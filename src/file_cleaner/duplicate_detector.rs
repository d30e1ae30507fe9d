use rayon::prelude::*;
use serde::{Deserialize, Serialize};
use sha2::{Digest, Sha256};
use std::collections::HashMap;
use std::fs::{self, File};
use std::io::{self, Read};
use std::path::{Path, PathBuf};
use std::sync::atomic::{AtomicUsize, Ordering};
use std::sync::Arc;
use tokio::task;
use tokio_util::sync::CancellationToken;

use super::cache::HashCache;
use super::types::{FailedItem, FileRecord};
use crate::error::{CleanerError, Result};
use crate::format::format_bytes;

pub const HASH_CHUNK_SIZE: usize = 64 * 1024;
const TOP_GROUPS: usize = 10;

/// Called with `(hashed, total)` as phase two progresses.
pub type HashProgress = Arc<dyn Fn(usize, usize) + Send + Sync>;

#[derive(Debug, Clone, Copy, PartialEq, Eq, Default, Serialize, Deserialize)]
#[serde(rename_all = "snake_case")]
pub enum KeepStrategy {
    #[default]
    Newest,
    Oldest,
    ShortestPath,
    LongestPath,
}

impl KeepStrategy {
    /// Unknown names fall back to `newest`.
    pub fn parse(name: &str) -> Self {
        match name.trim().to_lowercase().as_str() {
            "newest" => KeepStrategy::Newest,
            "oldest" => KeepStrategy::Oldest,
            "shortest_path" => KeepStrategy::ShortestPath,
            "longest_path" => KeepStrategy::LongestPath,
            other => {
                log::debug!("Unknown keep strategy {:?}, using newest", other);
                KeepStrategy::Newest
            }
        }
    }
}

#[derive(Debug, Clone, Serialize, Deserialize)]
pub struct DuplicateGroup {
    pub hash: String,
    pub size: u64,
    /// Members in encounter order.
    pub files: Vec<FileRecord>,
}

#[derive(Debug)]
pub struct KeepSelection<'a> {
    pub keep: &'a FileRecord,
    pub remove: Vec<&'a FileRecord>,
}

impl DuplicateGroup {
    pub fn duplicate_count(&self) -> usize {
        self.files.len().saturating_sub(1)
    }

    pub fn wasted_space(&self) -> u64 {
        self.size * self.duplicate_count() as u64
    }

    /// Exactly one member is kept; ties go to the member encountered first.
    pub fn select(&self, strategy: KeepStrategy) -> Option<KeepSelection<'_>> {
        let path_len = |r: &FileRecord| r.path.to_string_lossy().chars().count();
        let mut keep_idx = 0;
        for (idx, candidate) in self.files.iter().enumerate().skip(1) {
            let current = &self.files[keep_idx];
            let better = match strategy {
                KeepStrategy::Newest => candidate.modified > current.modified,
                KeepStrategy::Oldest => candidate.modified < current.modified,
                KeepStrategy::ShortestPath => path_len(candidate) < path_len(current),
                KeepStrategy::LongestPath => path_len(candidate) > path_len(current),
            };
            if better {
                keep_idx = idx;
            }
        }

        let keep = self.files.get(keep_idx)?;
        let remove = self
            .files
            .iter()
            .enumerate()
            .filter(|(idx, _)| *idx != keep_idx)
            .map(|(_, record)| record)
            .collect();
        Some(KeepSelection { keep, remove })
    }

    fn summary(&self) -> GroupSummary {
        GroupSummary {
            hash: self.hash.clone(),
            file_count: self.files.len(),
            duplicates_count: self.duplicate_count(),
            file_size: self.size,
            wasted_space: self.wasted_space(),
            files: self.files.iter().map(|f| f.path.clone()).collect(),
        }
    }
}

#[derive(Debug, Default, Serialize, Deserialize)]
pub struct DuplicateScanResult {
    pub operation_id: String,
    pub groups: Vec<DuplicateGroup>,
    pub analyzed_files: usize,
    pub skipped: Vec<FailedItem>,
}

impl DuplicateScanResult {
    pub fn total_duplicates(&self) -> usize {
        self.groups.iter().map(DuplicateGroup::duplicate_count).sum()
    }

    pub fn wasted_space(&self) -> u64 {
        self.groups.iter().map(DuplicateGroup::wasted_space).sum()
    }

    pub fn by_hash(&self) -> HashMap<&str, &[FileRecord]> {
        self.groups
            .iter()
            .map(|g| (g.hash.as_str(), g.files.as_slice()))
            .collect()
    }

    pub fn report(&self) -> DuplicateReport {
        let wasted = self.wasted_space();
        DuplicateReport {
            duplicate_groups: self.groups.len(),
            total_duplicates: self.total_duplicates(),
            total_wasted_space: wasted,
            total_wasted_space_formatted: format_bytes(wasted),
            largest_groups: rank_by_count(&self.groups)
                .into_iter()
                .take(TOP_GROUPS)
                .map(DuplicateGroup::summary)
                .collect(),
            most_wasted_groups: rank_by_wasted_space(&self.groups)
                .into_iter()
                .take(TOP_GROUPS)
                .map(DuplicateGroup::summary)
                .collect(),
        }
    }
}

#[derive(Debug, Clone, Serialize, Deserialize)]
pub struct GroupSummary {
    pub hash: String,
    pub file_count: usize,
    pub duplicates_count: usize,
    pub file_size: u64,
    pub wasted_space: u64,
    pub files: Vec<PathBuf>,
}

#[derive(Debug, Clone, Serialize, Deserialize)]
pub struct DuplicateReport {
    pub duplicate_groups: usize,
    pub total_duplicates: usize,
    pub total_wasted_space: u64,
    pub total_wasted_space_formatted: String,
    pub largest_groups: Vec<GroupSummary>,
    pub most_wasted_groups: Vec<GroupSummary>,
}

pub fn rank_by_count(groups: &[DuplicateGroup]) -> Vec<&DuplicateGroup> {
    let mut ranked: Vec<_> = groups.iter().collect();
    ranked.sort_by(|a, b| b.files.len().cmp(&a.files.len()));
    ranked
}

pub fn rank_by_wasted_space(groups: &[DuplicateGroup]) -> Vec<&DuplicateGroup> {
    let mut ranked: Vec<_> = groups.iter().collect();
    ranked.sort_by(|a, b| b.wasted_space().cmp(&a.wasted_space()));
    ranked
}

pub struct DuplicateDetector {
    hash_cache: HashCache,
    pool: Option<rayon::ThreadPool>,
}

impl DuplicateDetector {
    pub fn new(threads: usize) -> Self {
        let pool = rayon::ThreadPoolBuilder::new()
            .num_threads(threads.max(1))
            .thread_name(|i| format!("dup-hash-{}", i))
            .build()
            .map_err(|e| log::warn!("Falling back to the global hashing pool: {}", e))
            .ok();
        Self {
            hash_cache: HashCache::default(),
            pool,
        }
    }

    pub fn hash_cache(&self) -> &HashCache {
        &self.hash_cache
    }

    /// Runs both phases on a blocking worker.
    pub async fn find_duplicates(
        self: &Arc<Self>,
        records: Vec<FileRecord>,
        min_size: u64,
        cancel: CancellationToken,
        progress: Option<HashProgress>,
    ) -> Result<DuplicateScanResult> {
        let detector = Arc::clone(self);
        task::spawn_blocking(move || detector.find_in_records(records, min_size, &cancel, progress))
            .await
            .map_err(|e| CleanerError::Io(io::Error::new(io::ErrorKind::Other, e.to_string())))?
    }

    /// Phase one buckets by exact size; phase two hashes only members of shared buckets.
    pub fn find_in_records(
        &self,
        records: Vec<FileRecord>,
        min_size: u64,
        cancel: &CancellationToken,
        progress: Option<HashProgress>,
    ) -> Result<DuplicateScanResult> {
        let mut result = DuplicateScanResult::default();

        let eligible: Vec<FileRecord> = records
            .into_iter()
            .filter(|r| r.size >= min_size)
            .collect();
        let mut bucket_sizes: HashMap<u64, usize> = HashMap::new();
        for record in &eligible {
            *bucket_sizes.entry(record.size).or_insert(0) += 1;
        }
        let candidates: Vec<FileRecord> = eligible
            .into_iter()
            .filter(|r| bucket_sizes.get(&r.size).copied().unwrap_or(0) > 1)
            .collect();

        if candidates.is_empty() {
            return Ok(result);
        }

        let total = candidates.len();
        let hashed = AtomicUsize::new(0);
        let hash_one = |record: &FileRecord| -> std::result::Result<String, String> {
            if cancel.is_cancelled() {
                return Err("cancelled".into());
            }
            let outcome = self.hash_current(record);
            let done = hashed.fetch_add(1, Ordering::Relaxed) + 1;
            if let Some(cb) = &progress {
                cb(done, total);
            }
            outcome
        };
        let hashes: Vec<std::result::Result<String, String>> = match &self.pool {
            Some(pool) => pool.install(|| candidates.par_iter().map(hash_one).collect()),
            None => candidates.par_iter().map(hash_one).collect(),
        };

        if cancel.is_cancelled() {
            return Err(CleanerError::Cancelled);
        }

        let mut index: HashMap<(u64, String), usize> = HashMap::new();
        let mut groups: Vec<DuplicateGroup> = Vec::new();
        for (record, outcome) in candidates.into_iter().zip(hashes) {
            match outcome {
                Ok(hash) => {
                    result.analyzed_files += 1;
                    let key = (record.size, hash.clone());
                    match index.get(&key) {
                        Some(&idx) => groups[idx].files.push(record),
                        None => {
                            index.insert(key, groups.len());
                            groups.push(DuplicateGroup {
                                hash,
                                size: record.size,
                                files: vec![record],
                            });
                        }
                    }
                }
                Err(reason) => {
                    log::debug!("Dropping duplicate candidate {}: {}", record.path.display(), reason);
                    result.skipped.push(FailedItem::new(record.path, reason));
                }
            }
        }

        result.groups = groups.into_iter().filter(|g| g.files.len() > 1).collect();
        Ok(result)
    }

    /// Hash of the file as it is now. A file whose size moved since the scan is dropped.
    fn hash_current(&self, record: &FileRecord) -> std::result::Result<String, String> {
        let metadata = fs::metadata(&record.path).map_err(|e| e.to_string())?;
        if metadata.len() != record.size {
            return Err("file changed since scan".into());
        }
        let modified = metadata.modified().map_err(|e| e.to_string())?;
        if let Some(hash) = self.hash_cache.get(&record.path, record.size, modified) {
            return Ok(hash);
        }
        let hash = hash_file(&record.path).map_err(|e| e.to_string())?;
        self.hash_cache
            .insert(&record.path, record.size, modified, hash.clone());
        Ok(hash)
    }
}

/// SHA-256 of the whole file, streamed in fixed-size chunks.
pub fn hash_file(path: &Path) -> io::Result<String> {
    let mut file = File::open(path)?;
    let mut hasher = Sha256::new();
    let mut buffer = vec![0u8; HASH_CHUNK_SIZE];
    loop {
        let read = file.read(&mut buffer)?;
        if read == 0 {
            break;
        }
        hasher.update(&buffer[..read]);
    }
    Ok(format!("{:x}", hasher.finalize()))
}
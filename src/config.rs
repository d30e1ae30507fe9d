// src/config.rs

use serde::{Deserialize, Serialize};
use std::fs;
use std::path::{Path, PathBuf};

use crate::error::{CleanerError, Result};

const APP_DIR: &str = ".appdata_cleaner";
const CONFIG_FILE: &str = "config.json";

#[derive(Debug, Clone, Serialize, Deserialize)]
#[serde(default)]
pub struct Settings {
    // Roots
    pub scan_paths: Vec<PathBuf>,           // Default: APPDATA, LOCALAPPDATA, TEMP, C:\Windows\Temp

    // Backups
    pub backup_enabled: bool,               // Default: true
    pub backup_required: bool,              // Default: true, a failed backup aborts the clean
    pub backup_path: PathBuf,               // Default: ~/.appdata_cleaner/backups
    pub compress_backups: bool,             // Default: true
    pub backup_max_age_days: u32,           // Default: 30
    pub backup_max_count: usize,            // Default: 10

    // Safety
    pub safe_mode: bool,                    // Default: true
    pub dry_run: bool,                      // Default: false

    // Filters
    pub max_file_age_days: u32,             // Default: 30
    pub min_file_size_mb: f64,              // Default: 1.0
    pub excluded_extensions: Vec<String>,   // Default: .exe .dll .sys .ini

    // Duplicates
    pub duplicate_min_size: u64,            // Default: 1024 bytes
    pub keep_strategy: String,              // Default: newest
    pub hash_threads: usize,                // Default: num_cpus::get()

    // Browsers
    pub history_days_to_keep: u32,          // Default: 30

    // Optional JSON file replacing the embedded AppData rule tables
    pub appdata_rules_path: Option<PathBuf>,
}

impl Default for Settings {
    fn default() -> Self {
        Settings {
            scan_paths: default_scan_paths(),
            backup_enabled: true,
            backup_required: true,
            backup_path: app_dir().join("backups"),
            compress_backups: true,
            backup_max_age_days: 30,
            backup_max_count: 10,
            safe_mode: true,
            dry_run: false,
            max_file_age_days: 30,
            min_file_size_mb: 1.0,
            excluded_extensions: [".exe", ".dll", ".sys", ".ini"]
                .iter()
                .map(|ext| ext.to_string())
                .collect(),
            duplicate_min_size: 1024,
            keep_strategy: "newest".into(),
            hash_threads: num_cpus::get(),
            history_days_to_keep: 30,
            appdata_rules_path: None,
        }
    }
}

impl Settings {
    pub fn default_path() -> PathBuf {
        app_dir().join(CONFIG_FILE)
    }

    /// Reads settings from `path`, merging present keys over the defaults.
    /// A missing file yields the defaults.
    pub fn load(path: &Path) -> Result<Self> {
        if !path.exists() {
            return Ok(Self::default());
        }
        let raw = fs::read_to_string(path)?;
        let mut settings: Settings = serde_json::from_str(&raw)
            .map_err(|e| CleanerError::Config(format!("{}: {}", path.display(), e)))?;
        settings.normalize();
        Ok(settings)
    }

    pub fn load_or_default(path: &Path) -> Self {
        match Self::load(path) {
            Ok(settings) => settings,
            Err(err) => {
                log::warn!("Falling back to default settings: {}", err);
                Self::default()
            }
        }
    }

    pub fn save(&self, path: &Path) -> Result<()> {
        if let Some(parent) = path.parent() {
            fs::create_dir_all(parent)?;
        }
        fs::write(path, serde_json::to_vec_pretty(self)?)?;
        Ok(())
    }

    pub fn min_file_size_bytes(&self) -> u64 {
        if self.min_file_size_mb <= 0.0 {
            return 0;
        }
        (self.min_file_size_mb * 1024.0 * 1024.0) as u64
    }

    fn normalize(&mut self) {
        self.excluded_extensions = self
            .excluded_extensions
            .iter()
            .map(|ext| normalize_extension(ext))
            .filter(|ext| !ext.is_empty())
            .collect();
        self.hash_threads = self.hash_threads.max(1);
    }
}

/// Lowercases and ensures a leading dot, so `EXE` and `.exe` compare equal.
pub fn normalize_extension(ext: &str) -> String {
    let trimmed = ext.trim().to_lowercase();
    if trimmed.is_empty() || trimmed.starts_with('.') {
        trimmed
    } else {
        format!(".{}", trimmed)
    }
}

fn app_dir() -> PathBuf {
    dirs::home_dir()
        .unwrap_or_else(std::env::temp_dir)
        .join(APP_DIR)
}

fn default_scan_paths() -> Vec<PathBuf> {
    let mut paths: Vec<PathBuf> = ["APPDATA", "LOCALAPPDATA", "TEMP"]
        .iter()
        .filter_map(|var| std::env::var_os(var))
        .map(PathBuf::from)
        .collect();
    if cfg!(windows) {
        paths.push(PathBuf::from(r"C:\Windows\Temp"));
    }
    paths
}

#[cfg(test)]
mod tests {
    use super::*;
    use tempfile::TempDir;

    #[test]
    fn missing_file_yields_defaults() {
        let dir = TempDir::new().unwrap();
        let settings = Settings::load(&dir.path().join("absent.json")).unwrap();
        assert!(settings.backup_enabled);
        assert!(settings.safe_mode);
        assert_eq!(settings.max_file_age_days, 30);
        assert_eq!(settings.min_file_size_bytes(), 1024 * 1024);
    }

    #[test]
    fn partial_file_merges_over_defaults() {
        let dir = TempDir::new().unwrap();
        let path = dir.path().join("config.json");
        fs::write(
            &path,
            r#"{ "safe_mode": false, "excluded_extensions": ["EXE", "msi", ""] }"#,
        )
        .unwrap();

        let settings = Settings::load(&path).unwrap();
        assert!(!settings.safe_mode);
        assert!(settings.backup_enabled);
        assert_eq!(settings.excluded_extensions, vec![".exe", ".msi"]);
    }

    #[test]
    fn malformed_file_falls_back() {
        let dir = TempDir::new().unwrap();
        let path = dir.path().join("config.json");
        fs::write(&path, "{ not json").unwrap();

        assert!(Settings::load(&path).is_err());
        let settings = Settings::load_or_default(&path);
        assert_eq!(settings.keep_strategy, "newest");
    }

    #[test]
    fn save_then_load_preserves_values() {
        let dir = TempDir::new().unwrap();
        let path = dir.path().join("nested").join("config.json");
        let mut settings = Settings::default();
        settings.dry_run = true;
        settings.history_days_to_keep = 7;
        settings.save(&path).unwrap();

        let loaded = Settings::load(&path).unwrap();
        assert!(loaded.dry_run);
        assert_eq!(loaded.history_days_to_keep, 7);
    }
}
#####
TASK BRIEF: If a line of the records contains the word "AtomicUsize", count it; give only the total.

REPLY: 2